//! Fixed price lists for every priced dimension of a job.

use std::fmt;

use serde::{Deserialize, Serialize};

/// Currency units charged per unit of area.
pub const AREA_RATE: f64 = 10.0;
/// Currency units charged per plant.
pub const PLANT_RATE: f64 = 5.0;
/// Applied to the service base cost for commercial properties.
pub const COMMERCIAL_MULTIPLIER: f64 = 1.5;

/// Static mapping from a category key to a flat rate.
///
/// Lookups never fail: a key missing from the table prices at zero.
#[derive(Debug)]
pub struct RateTable {
    pub name: &'static str,
    entries: &'static [(&'static str, f64)],
}

impl RateTable {
    const fn new(name: &'static str, entries: &'static [(&'static str, f64)]) -> Self {
        Self { name, entries }
    }

    pub fn get(&self, key: &str) -> Option<f64> {
        self.entries
            .iter()
            .find(|(candidate, _)| *candidate == key)
            .map(|(_, rate)| *rate)
    }

    pub fn rate(&self, key: &str) -> f64 {
        self.get(key).unwrap_or(0.0)
    }

    pub fn entries(&self) -> &'static [(&'static str, f64)] {
        self.entries
    }
}

pub static SERVICE_BASE_COSTS: RateTable = RateTable::new(
    "Service base cost",
    &[
        ("lawn-maintenance", 100.0),
        ("garden-design", 200.0),
        ("tree-planting", 150.0),
        ("hardscaping", 300.0),
        ("water-features", 400.0),
        ("outdoor-lighting", 250.0),
    ],
);

pub static GARDEN_STYLE_SURCHARGES: RateTable = RateTable::new(
    "Garden style",
    &[
        ("native", 100.0),
        ("formal", 200.0),
        ("cottage", 150.0),
        ("japanese", 250.0),
        ("modern", 300.0),
        ("eclectic", 200.0),
    ],
);

pub static URGENCY_SURCHARGES: RateTable = RateTable::new(
    "Project urgency",
    &[
        ("asap", 300.0),
        ("within-a-month", 200.0),
        ("within-three-months", 100.0),
        ("no-rush", 0.0),
    ],
);

pub static SOIL_SURCHARGES: RateTable = RateTable::new(
    "Soil type",
    &[
        ("loam", 50.0),
        ("sandy", 30.0),
        ("clay", 40.0),
        ("silt", 45.0),
        ("peat", 60.0),
        ("chalk", 55.0),
        ("rocky", 70.0),
    ],
);

pub const PROPERTY_TYPES: [&str; 2] = ["residential", "commercial"];

pub fn property_multiplier(property_type: &str) -> f64 {
    if property_type == "commercial" {
        COMMERCIAL_MULTIPLIER
    } else {
        1.0
    }
}

/// Upper bound the customer is willing to pay.
#[derive(Clone, Copy, Debug, PartialEq, Serialize, Deserialize)]
#[serde(rename_all = "snake_case")]
pub enum BudgetCeiling {
    Limited(f64),
    NoLimit,
}

impl BudgetCeiling {
    pub fn apply(self, total: f64) -> f64 {
        match self {
            BudgetCeiling::Limited(max) if total > max => max,
            _ => total,
        }
    }

    pub fn limit(self) -> Option<f64> {
        match self {
            BudgetCeiling::Limited(max) => Some(max),
            BudgetCeiling::NoLimit => None,
        }
    }
}

impl fmt::Display for BudgetCeiling {
    fn fmt(&self, f: &mut fmt::Formatter<'_>) -> fmt::Result {
        match self {
            BudgetCeiling::Limited(max) => write!(f, "${max:.2}"),
            BudgetCeiling::NoLimit => write!(f, "No limit"),
        }
    }
}

pub const BUDGET_BANDS: [(&str, BudgetCeiling); 6] = [
    ("under-1000", BudgetCeiling::Limited(1000.0)),
    ("1000-5000", BudgetCeiling::Limited(5000.0)),
    ("5000-10000", BudgetCeiling::Limited(10000.0)),
    ("10000-20000", BudgetCeiling::Limited(20000.0)),
    ("over-20000", BudgetCeiling::NoLimit),
    ("not-sure", BudgetCeiling::NoLimit),
];

pub fn budget_ceiling(band: &str) -> BudgetCeiling {
    BUDGET_BANDS
        .iter()
        .find(|(key, _)| *key == band)
        .map(|(_, ceiling)| *ceiling)
        .unwrap_or(BudgetCeiling::NoLimit)
}

/// Optional add-on services, each billed at a flat fee.
#[derive(Clone, Copy, Debug, PartialEq, Eq, Hash, PartialOrd, Ord, Serialize, Deserialize)]
#[serde(rename_all = "kebab-case")]
pub enum Extra {
    Irrigation,
    Pathways,
    Seating,
}

impl Extra {
    pub const ALL: [Extra; 3] = [Extra::Irrigation, Extra::Pathways, Extra::Seating];

    pub fn fee(self) -> f64 {
        match self {
            Extra::Irrigation => 500.0,
            Extra::Pathways => 300.0,
            Extra::Seating => 700.0,
        }
    }

    pub fn key(self) -> &'static str {
        match self {
            Extra::Irrigation => "irrigation",
            Extra::Pathways => "pathways",
            Extra::Seating => "seating",
        }
    }

    pub fn label(self) -> &'static str {
        match self {
            Extra::Irrigation => "Automated irrigation",
            Extra::Pathways => "Custom pathways",
            Extra::Seating => "Outdoor seating",
        }
    }

    pub fn from_key(key: &str) -> Option<Extra> {
        Extra::ALL.into_iter().find(|extra| extra.key() == key)
    }
}

#[cfg(test)]
mod tests {
    use super::*;

    #[test]
    fn known_keys_price_from_table() {
        assert_eq!(SERVICE_BASE_COSTS.rate("water-features"), 400.0);
        assert_eq!(GARDEN_STYLE_SURCHARGES.rate("japanese"), 250.0);
        assert_eq!(URGENCY_SURCHARGES.rate("within-three-months"), 100.0);
        assert_eq!(SOIL_SURCHARGES.rate("rocky"), 70.0);
    }

    #[test]
    fn unknown_and_empty_keys_price_at_zero() {
        for table in [
            &SERVICE_BASE_COSTS,
            &GARDEN_STYLE_SURCHARGES,
            &URGENCY_SURCHARGES,
            &SOIL_SURCHARGES,
        ] {
            assert_eq!(table.rate("xyz"), 0.0, "{}", table.name);
            assert_eq!(table.rate(""), 0.0, "{}", table.name);
            assert_eq!(table.rate("default"), 0.0, "{}", table.name);
        }
    }

    #[test]
    fn no_rush_is_listed_but_free() {
        assert_eq!(URGENCY_SURCHARGES.get("no-rush"), Some(0.0));
        assert_eq!(URGENCY_SURCHARGES.get("someday"), None);
    }

    #[test]
    fn only_commercial_gets_multiplier() {
        assert_eq!(property_multiplier("commercial"), 1.5);
        assert_eq!(property_multiplier("residential"), 1.0);
        assert_eq!(property_multiplier("industrial"), 1.0);
        assert_eq!(property_multiplier(""), 1.0);
    }

    #[test]
    fn budget_bands_map_to_ceilings() {
        assert_eq!(budget_ceiling("under-1000"), BudgetCeiling::Limited(1000.0));
        assert_eq!(budget_ceiling("1000-5000"), BudgetCeiling::Limited(5000.0));
        assert_eq!(budget_ceiling("5000-10000"), BudgetCeiling::Limited(10000.0));
        assert_eq!(budget_ceiling("10000-20000"), BudgetCeiling::Limited(20000.0));
        assert_eq!(budget_ceiling("over-20000"), BudgetCeiling::NoLimit);
        assert_eq!(budget_ceiling("not-sure"), BudgetCeiling::NoLimit);
        assert_eq!(budget_ceiling(""), BudgetCeiling::NoLimit);
        assert_eq!(budget_ceiling("lots"), BudgetCeiling::NoLimit);
    }

    #[test]
    fn ceiling_is_a_hard_cap() {
        let ceiling = BudgetCeiling::Limited(1000.0);
        assert_eq!(ceiling.apply(1840.0), 1000.0);
        assert_eq!(ceiling.apply(1000.0), 1000.0);
        assert_eq!(ceiling.apply(999.5), 999.5);
        assert_eq!(BudgetCeiling::NoLimit.apply(1e9), 1e9);
    }

    #[test]
    fn extras_round_trip_through_keys() {
        for extra in Extra::ALL {
            assert_eq!(Extra::from_key(extra.key()), Some(extra));
        }
        assert_eq!(Extra::from_key("pool"), None);
        assert_eq!(
            Extra::ALL.iter().map(|extra| extra.fee()).sum::<f64>(),
            1500.0
        );
    }
}
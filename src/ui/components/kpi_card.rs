use dioxus::prelude::*;

use crate::ui::theme;

#[component]
pub fn KpiCard(title: String, value: String, description: Option<String>, highlight: bool) -> Element {
    rsx! {
        div {
            class: "{theme::panel(highlight)}",
            h2 { "{title}" }
            p { class: "price-total", "{value}" }
            if let Some(desc) = description {
                p { class: "price-caption", "{desc}" }
            }
        }
    }
}
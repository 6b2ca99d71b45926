use serde::{Deserialize, Serialize};

/// Page represented as backend-agnostic draw commands.
#[derive(Clone, Debug, Default, PartialEq)]
pub struct RenderPage {
    /// 1-based page number.
    pub page_number: usize,
    /// Page width in pixels.
    pub width: u32,
    /// Page height in pixels.
    pub height: u32,
    /// Draw commands in placement order.
    pub commands: Vec<DrawCommand>,
}

impl RenderPage {
    /// Create an empty page.
    pub fn new(page_number: usize, width: u32, height: u32) -> Self {
        Self {
            page_number,
            width,
            height,
            // Blank pages stay allocation-free.
            commands: Vec::with_capacity(0),
        }
    }

    pub fn push(&mut self, cmd: DrawCommand) {
        self.commands.push(cmd);
    }

    pub fn is_blank(&self) -> bool {
        self.commands.is_empty()
    }

    /// Glyph commands only, in placement order.
    pub fn glyphs(&self) -> impl Iterator<Item = &GlyphCommand> {
        self.commands.iter().filter_map(|cmd| match cmd {
            DrawCommand::Glyph(glyph) => Some(glyph),
            DrawCommand::MissingGlyph(_) => None,
        })
    }
}

/// Backend-agnostic draw command.
#[derive(Clone, Debug, PartialEq)]
pub enum DrawCommand {
    /// Draw a bank glyph scaled into its box.
    Glyph(GlyphCommand),
    /// Placeholder for a character the bank lacks.
    MissingGlyph(PlaceholderCommand),
}

impl DrawCommand {
    /// Top-left corner after jitter.
    pub fn origin(&self) -> (i32, i32) {
        match self {
            Self::Glyph(cmd) => (cmd.x, cmd.y),
            Self::MissingGlyph(cmd) => (cmd.x, cmd.y),
        }
    }

    pub fn size(&self) -> (u32, u32) {
        match self {
            Self::Glyph(cmd) => (cmd.width, cmd.height),
            Self::MissingGlyph(cmd) => (cmd.width, cmd.height),
        }
    }
}

/// Glyph draw command.
#[derive(Clone, Copy, Debug, PartialEq)]
pub struct GlyphCommand {
    /// Bank key.
    pub ch: char,
    /// Left x.
    pub x: i32,
    /// Top y, jitter included.
    pub y: i32,
    /// Scaled width.
    pub width: u32,
    /// Scaled height.
    pub height: u32,
    /// Rotation about the box center, in degrees.
    pub rotation_deg: f32,
}

/// Missing-glyph placeholder command.
#[derive(Clone, Copy, Debug, PartialEq, Eq)]
pub struct PlaceholderCommand {
    /// Character that had no glyph.
    pub ch: char,
    pub x: i32,
    pub y: i32,
    pub width: u32,
    pub height: u32,
}

/// Counters collected while laying out one text.
#[derive(Clone, Debug, Default, PartialEq, Eq, Serialize, Deserialize)]
pub struct LayoutDiagnostics {
    /// Placeholder draws.
    pub missing_glyphs: usize,
    /// Distinct characters without a glyph, sorted.
    pub missing_chars: Vec<char>,
    /// Lines committed, including empty ones.
    pub lines_committed: usize,
    /// Pages handed to the caller.
    pub pages_emitted: usize,
    /// Words wider than the usable width, drawn past the right margin.
    pub overwide_words: usize,
}

impl LayoutDiagnostics {
    pub(crate) fn record_missing(&mut self, ch: char) {
        self.missing_glyphs += 1;
        if let Err(pos) = self.missing_chars.binary_search(&ch) {
            log::warn!("no glyph for {:?}; drawing placeholder", ch);
            self.missing_chars.insert(pos, ch);
        }
    }

    pub fn has_missing_glyphs(&self) -> bool {
        self.missing_glyphs > 0
    }
}

#[cfg(test)]
mod tests {
    use super::*;

    #[test]
    fn missing_chars_stay_sorted_and_unique() {
        let mut diag = LayoutDiagnostics::default();
        for ch in ['z', 'a', 'z', 'm', 'a'] {
            diag.record_missing(ch);
        }
        assert_eq!(diag.missing_glyphs, 5);
        assert_eq!(diag.missing_chars, vec!['a', 'm', 'z']);
    }

    #[test]
    fn page_filters_glyph_commands() {
        let mut page = RenderPage::new(1, 100, 100);
        assert!(page.is_blank());
        page.push(DrawCommand::MissingGlyph(PlaceholderCommand {
            ch: '#',
            x: 0,
            y: 0,
            width: 22,
            height: 38,
        }));
        page.push(DrawCommand::Glyph(GlyphCommand {
            ch: 'a',
            x: 30,
            y: 2,
            width: 10,
            height: 12,
            rotation_deg: 0.0,
        }));
        let chars: Vec<char> = page.glyphs().map(|g| g.ch).collect();
        assert_eq!(chars, vec!['a']);
        assert_eq!(page.commands[1].origin(), (30, 2));
        assert_eq!(page.commands[0].size(), (22, 38));
    }
}
//! `scrawl` command-line tool.
//!
//! ```text
//! scrawl extract --image sheet.jpg --chars "abc..." --out glyphs/ --debug
//! scrawl render  --glyphs glyphs/ --text "hello world" --out hello.png
//! scrawl pdf     --glyphs glyphs/ --text-file letter.txt --out letter.pdf --texture
//! ```
//!
//! Logging goes through `env_logger`; set `RUST_LOG=debug` for layout details.

mod config;

use std::fs;
use std::path::{Path, PathBuf};
use std::process::ExitCode;

use clap::{Args, Parser, Subcommand};
use rand::rngs::StdRng;
use rand::SeedableRng;
use scrawl::{load_glyph_bank, save_glyph_bank, DocumentEncoder, GlyphExtractor, PageSize};
use scrawl_embedded_graphics::{
    apply_paper_texture, draw_reading_order_overlay, render_flow, render_pages, MissingGlyphPolicy,
};
use scrawl_pdf::PdfEncoder;
use scrawl_render::{JitterSource, LayoutDiagnostics, NeverCancel, SeededJitter, ThreadJitter};

use crate::config::CliConfig;

const DEBUG_OVERLAY_FILE: &str = "glyph_order_debug.png";

#[derive(Parser)]
#[command(name = "scrawl")]
#[command(about = "Extract handwriting glyphs and typeset text with them")]
#[command(version)]
struct Cli {
    /// JSON settings file; flags override its values
    #[arg(long, global = true, value_name = "FILE")]
    config: Option<PathBuf>,

    #[command(subcommand)]
    command: Commands,
}

#[derive(Subcommand)]
enum Commands {
    /// Cut a scanned glyph sheet into one PNG per character
    Extract(ExtractArgs),
    /// Render text onto a single PNG canvas
    Render(RenderArgs),
    /// Render text onto fixed-size pages and write a PDF
    Pdf(PdfArgs),
}

#[derive(Args)]
struct ExtractArgs {
    /// Scanned sheet (dark ink on light paper)
    #[arg(long)]
    image: PathBuf,

    /// Characters on the sheet, in reading order
    #[arg(long)]
    chars: String,

    /// Output directory for glyph PNGs
    #[arg(long, default_value = "glyphs")]
    out: PathBuf,

    /// Discard regions smaller than this many pixels
    #[arg(long)]
    min_area: Option<u64>,

    /// Max vertical distance between glyph centers on one row
    #[arg(long)]
    row_gap: Option<f32>,

    /// Paper border around each glyph
    #[arg(long)]
    padding: Option<u32>,

    /// Also write a reading-order overlay next to the glyphs
    #[arg(long)]
    debug: bool,
}

#[derive(Args)]
#[group(required = true, multiple = false)]
struct TextSource {
    /// Text to render
    #[arg(long)]
    text: Option<String>,

    /// UTF-8 file with the text to render
    #[arg(long, value_name = "FILE")]
    text_file: Option<PathBuf>,
}

impl TextSource {
    fn read(&self) -> Result<String, String> {
        match (&self.text, &self.text_file) {
            (Some(text), _) => Ok(text.clone()),
            (None, Some(path)) => fs::read_to_string(path)
                .map_err(|e| format!("unable to read {}: {}", path.display(), e)),
            (None, None) => Err("provide --text or --text-file".to_string()),
        }
    }
}

/// Typography overrides shared by `render` and `pdf`.
#[derive(Args)]
struct TypographyArgs {
    #[arg(long)]
    scale: Option<f32>,

    #[arg(long)]
    letter_spacing: Option<i32>,

    #[arg(long)]
    space_factor: Option<f32>,

    #[arg(long)]
    line_spacing: Option<i32>,

    /// Max vertical offset per glyph
    #[arg(long)]
    jitter: Option<i32>,

    /// Max rotation per glyph, in degrees
    #[arg(long)]
    rotate_deg: Option<f32>,

    /// Disable jitter and rotation
    #[arg(long)]
    no_variation: bool,

    /// Seed for reproducible jitter and texture
    #[arg(long)]
    seed: Option<u64>,

    /// Outline characters that have no glyph
    #[arg(long)]
    outline_missing: bool,
}

impl TypographyArgs {
    fn jitter_source(&self) -> Box<dyn JitterSource> {
        match self.seed {
            Some(seed) => Box::new(SeededJitter::new(seed)),
            None => Box::new(ThreadJitter::default()),
        }
    }
}

#[derive(Args)]
struct RenderArgs {
    /// Glyph directory written by `extract`
    #[arg(long, default_value = "glyphs")]
    glyphs: PathBuf,

    #[command(flatten)]
    source: TextSource,

    /// Output PNG
    #[arg(long)]
    out: PathBuf,

    /// Canvas margin
    #[arg(long)]
    margin: Option<i32>,

    #[command(flatten)]
    typography: TypographyArgs,
}

#[derive(Args)]
struct PdfArgs {
    /// Glyph directory written by `extract`
    #[arg(long, default_value = "glyphs")]
    glyphs: PathBuf,

    #[command(flatten)]
    source: TextSource,

    /// Output PDF
    #[arg(long, default_value = "out/handwriting.pdf")]
    out: PathBuf,

    /// A4, LETTER, or <width>x<height>
    #[arg(long)]
    page_size: Option<PageSize>,

    #[arg(long)]
    margin: Option<i32>,

    /// Stop after this many pages
    #[arg(long)]
    max_pages: Option<usize>,

    /// Blend paper noise into every page
    #[arg(long)]
    texture: bool,

    #[command(flatten)]
    typography: TypographyArgs,
}

fn main() -> ExitCode {
    env_logger::Builder::from_env(env_logger::Env::default().default_filter_or("info")).init();
    let cli = Cli::parse();
    match run(cli) {
        Ok(()) => ExitCode::SUCCESS,
        Err(msg) => {
            eprintln!("error: {}", msg);
            ExitCode::FAILURE
        }
    }
}

fn run(cli: Cli) -> Result<(), String> {
    let cfg = CliConfig::load(cli.config.as_deref())?;
    match cli.command {
        Commands::Extract(args) => extract(cfg, args),
        Commands::Render(args) => render(cfg, args),
        Commands::Pdf(args) => pdf(cfg, args),
    }
}

fn extract(cfg: CliConfig, args: ExtractArgs) -> Result<(), String> {
    let mut options = cfg.extract;
    if let Some(min_area) = args.min_area {
        options.min_area = min_area;
    }
    if let Some(row_gap) = args.row_gap {
        options.row_gap_threshold = row_gap;
    }
    if let Some(padding) = args.padding {
        options.padding = padding;
    }

    let scan = image::open(&args.image)
        .map_err(|e| format!("unable to read {}: {}", args.image.display(), e))?;
    let extraction = GlyphExtractor::new(options)
        .extract(&scan, &args.chars)
        .map_err(|e| e.to_string())?;
    if !extraction.status.is_usable() {
        return Err(extraction.status.to_string());
    }

    let written = save_glyph_bank(&extraction.bank, &args.out).map_err(|e| e.to_string())?;
    println!("{} ({} files in {})", extraction.status, written.len(), args.out.display());

    if args.debug {
        let overlay = draw_reading_order_overlay(&scan.to_luma8(), &extraction.boxes, &extraction.order);
        let path = args.out.join(DEBUG_OVERLAY_FILE);
        overlay
            .save(&path)
            .map_err(|e| format!("unable to write {}: {}", path.display(), e))?;
        println!("reading-order overlay: {}", path.display());
    }
    Ok(())
}

fn render(cfg: CliConfig, args: RenderArgs) -> Result<(), String> {
    let text = args.source.read()?;
    let bank = load_bank(&args.glyphs)?;

    let mut flow = cfg.flow;
    let t = &args.typography;
    if let Some(margin) = args.margin {
        flow.margin = margin;
    }
    flow.scale = t.scale.unwrap_or(flow.scale);
    flow.letter_spacing = t.letter_spacing.unwrap_or(flow.letter_spacing);
    flow.space_factor = t.space_factor.unwrap_or(flow.space_factor);
    flow.line_spacing = t.line_spacing.unwrap_or(flow.line_spacing);
    flow.vertical_jitter = t.jitter.unwrap_or(flow.vertical_jitter);
    flow.rotation_deg = t.rotate_deg.unwrap_or(flow.rotation_deg);
    if t.no_variation {
        flow.vertical_jitter = 0;
        flow.rotation_deg = 0.0;
    }
    let mut render_cfg = cfg.render;
    if t.outline_missing {
        render_cfg.missing_glyph = MissingGlyphPolicy::Outline;
    }

    let mut jitter = t.jitter_source();
    let rendered = render_flow(&text, &bank, flow, render_cfg, jitter.as_mut());
    ensure_parent(&args.out)?;
    rendered
        .image
        .save(&args.out)
        .map_err(|e| format!("unable to write {}: {}", args.out.display(), e))?;
    report_missing(&rendered.diagnostics);
    println!(
        "wrote {}x{} canvas to {}",
        rendered.image.width(),
        rendered.image.height(),
        args.out.display()
    );
    Ok(())
}

fn pdf(cfg: CliConfig, args: PdfArgs) -> Result<(), String> {
    let text = args.source.read()?;
    let bank = load_bank(&args.glyphs)?;

    let mut layout = cfg.pages;
    let t = &args.typography;
    layout.page_size = args.page_size.unwrap_or(layout.page_size);
    layout.margin = args.margin.unwrap_or(layout.margin);
    layout.max_pages = args.max_pages.or(layout.max_pages);
    layout.scale = t.scale.unwrap_or(layout.scale);
    layout.letter_spacing = t.letter_spacing.unwrap_or(layout.letter_spacing);
    layout.space_factor = t.space_factor.unwrap_or(layout.space_factor);
    layout.line_spacing = t.line_spacing.unwrap_or(layout.line_spacing);
    layout.vertical_jitter = t.jitter.unwrap_or(layout.vertical_jitter);
    layout.rotation_deg = t.rotate_deg.unwrap_or(layout.rotation_deg);
    if t.no_variation {
        layout.vertical_jitter = 0;
        layout.rotation_deg = 0.0;
    }
    let mut render_cfg = cfg.render;
    if t.outline_missing {
        render_cfg.missing_glyph = MissingGlyphPolicy::Outline;
    }

    let mut jitter = t.jitter_source();
    let mut rendered = render_pages(&text, &bank, layout, render_cfg, jitter.as_mut(), &NeverCancel);
    if args.texture || cfg.texture.enabled {
        let mut rng = match t.seed {
            Some(seed) => StdRng::seed_from_u64(seed),
            None => StdRng::from_os_rng(),
        };
        for page in &mut rendered.pages {
            apply_paper_texture(page, cfg.texture.strength, &mut rng);
        }
    }

    let bytes = PdfEncoder::new()
        .encode_document(&rendered.pages, layout.page_size)
        .map_err(|e| e.to_string())?;
    ensure_parent(&args.out)?;
    fs::write(&args.out, bytes)
        .map_err(|e| format!("unable to write {}: {}", args.out.display(), e))?;

    report_missing(&rendered.diagnostics);
    if rendered.truncated {
        println!("stopped at the {}-page limit", rendered.pages.len());
    }
    println!(
        "wrote {} {} pages to {}",
        rendered.pages.len(),
        layout.page_size,
        args.out.display()
    );
    Ok(())
}

fn load_bank(dir: &Path) -> Result<scrawl::GlyphBank, String> {
    let bank = load_glyph_bank(dir)
        .map_err(|e| format!("unable to load glyphs from {}: {}", dir.display(), e))?;
    if bank.is_empty() {
        return Err(format!("no glyphs found in {}", dir.display()));
    }
    Ok(bank)
}

fn ensure_parent(path: &Path) -> Result<(), String> {
    match path.parent() {
        Some(parent) if !parent.as_os_str().is_empty() => fs::create_dir_all(parent)
            .map_err(|e| format!("unable to create {}: {}", parent.display(), e)),
        _ => Ok(()),
    }
}

fn report_missing(diagnostics: &LayoutDiagnostics) {
    if diagnostics.has_missing_glyphs() {
        let chars: String = diagnostics.missing_chars.iter().collect();
        println!(
            "{} characters had no glyph: {:?}",
            diagnostics.missing_glyphs, chars
        );
    }
}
- - - - - - -
*What is being asked*.
Can you write out the lines above, from the first one through the one containing "pub const COMMERCIAL_MULTIPLIER: f64 = 1.5;", exactly as they appear and nothing more?

*Solution to the exercise*.
//! Fixed price lists for every priced dimension of a job.

use std::fmt;

use serde::{Deserialize, Serialize};

/// Currency units charged per unit of area.
pub const AREA_RATE: f64 = 10.0;
/// Currency units charged per plant.
pub const PLANT_RATE: f64 = 5.0;
/// Applied to the service base cost for commercial properties.
pub const COMMERCIAL_MULTIPLIER: f64 = 1.5;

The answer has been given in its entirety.